Records to process:
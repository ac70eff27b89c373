use std::net::SocketAddr;
use std::sync::Arc;

use anyhow::Result;
use clap::Parser;
use tracing::info;
use tracing_subscriber::EnvFilter;

use cdp_bridge::SharedBrowser;
use run_executor::RunExecutor;
use webpilot::collaborators::{JsonlHistoryStore, ScriptedPlanner};
use webpilot::server::{automation_router, session_router, ServeState};
use webpilot::{Config, SessionManager};

/// Browser automation broker driving a shared Chromium over CDP.
#[derive(Parser, Debug)]
#[command(name = "webpilot", version, about)]
struct Cli {
    /// Port for the session service.
    #[arg(long)]
    session_port: Option<u16>,

    /// Port for the automation service.
    #[arg(long)]
    automation_port: Option<u16>,

    /// Root directory for run artifacts.
    #[arg(long)]
    runs_dir: Option<String>,
}

#[tokio::main]
async fn main() -> Result<()> {
    tracing_subscriber::fmt()
        .with_env_filter(EnvFilter::try_from_default_env().unwrap_or_else(|_| "info".into()))
        .init();

    let cli = Cli::parse();
    let mut config = Config::from_env();
    if let Some(port) = cli.session_port {
        config.session_port = port;
    }
    if let Some(port) = cli.automation_port {
        config.automation_port = port;
    }
    if let Some(dir) = cli.runs_dir {
        config.runs_root = dir.into();
    }
    let config = Arc::new(config);

    let browser = Arc::new(SharedBrowser::new(config.bridge.clone()));
    let executor = Arc::new(RunExecutor::new(
        browser.clone(),
        config.runs_root.clone(),
        config.allowed_domains.clone(),
    ));
    let history = Arc::new(JsonlHistoryStore::new(config.runs_root.join("history.jsonl")));
    let manager = Arc::new(SessionManager::new(
        browser.clone(),
        Some(browser.clone()),
        Arc::new(ScriptedPlanner),
        history,
        config.clone(),
    ));

    let state = ServeState::new(config.clone(), manager, executor);

    let session_addr = SocketAddr::from(([0, 0, 0, 0], config.session_port));
    let automation_addr = SocketAddr::from(([0, 0, 0, 0], config.automation_port));

    let session_app = session_router().with_state(state.clone());
    let automation_app = automation_router().with_state(state);

    info!(
        target: "webpilot",
        %session_addr,
        %automation_addr,
        "starting webpilot services"
    );

    let session_listener = tokio::net::TcpListener::bind(session_addr).await?;
    let automation_listener = tokio::net::TcpListener::bind(automation_addr).await?;

    tokio::try_join!(
        axum::serve(session_listener, session_app),
        axum::serve(automation_listener, automation_app),
    )?;

    Ok(())
}
//! Safe interaction primitives.
//!
//! One module per interaction; each applies its fallback ladder and records
//! the path taken into the step's warning list.

pub mod click;
pub mod fill;
pub mod hover;
pub mod press;
pub mod scroll;
pub mod select;

pub use click::click;
pub use fill::fill;
pub use hover::hover;
pub use press::{press_key, KeyPressScope};
pub use scroll::{scroll_by_amount, scroll_container, scroll_to_edge, scroll_to_selector, scroll_to_text};
pub use select::select_option;

pub(crate) fn quote(text: &str) -> String {
    serde_json::to_string(text).unwrap_or_else(|_| "\"\"".to_string())
}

Brief: Produce an identical printout of the material above.

Output below:
repository ac70eff27b89c373
use std::net::SocketAddr;
use std::sync::Arc;

use anyhow::Result;
use clap::Parser;
use tracing::info;
use tracing_subscriber::EnvFilter;

use cdp_bridge::SharedBrowser;
use run_executor::RunExecutor;
use webpilot::collaborators::{JsonlHistoryStore, ScriptedPlanner};
use webpilot::server::{automation_router, session_router, ServeState};
use webpilot::{Config, SessionManager};

/// Browser automation broker driving a shared Chromium over CDP.
#[derive(Parser, Debug)]
#[command(name = "webpilot", version, about)]
struct Cli {
    /// Port for the session service.
    #[arg(long)]
    session_port: Option<u16>,

    /// Port for the automation service.
    #[arg(long)]
    automation_port: Option<u16>,

    /// Root directory for run artifacts.
    #[arg(long)]
    runs_dir: Option<String>,
}

#[tokio::main]
async fn main() -> Result<()> {
    tracing_subscriber::fmt()
        .with_env_filter(EnvFilter::try_from_default_env().unwrap_or_else(|_| "info".into()))
        .init();

    let cli = Cli::parse();
    let mut config = Config::from_env();
    if let Some(port) = cli.session_port {
        config.session_port = port;
    }
    if let Some(port) = cli.automation_port {
        config.automation_port = port;
    }
    if let Some(dir) = cli.runs_dir {
        config.runs_root = dir.into();
    }
    let config = Arc::new(config);

    let browser = Arc::new(SharedBrowser::new(config.bridge.clone()));
    let executor = Arc::new(RunExecutor::new(
        browser.clone(),
        config.runs_root.clone(),
        config.allowed_domains.clone(),
    ));
    let history = Arc::new(JsonlHistoryStore::new(config.runs_root.join("history.jsonl")));
    let manager = Arc::new(SessionManager::new(
        browser.clone(),
        Some(browser.clone()),
        Arc::new(ScriptedPlanner),
        history,
        config.clone(),
    ));

    let state = ServeState::new(config.clone(), manager, executor);

    let session_addr = SocketAddr::from(([0, 0, 0, 0], config.session_port));
    let automation_addr = SocketAddr::from(([0, 0, 0, 0], config.automation_port));

    let session_app = session_router().with_state(state.clone());
    let automation_app = automation_router().with_state(state);

    info!(
        target: "webpilot",
        %session_addr,
        %automation_addr,
        "starting webpilot services"
    );

    let session_listener = tokio::net::TcpListener::bind(session_addr).await?;
    let automation_listener = tokio::net::TcpListener::bind(automation_addr).await?;

    tokio::try_join!(
        axum::serve(session_listener, session_app),
        axum::serve(automation_listener, automation_app),
    )?;

    Ok(())
}
//! Safe interaction primitives.
//!
//! One module per interaction; each applies its fallback ladder and records
//! the path taken into the step's warning list.

pub mod click;
pub mod fill;
pub mod hover;
pub mod press;
pub mod scroll;
pub mod select;

pub use click::click;
pub use fill::fill;
pub use hover::hover;
pub use press::{press_key, KeyPressScope};
pub use scroll::{scroll_by_amount, scroll_container, scroll_to_edge, scroll_to_selector, scroll_to_text};
pub use select::select_option;

pub(crate) fn quote(text: &str) -> String {
    serde_json::to_string(text).unwrap_or_else(|_| "\"\"".to_string())
}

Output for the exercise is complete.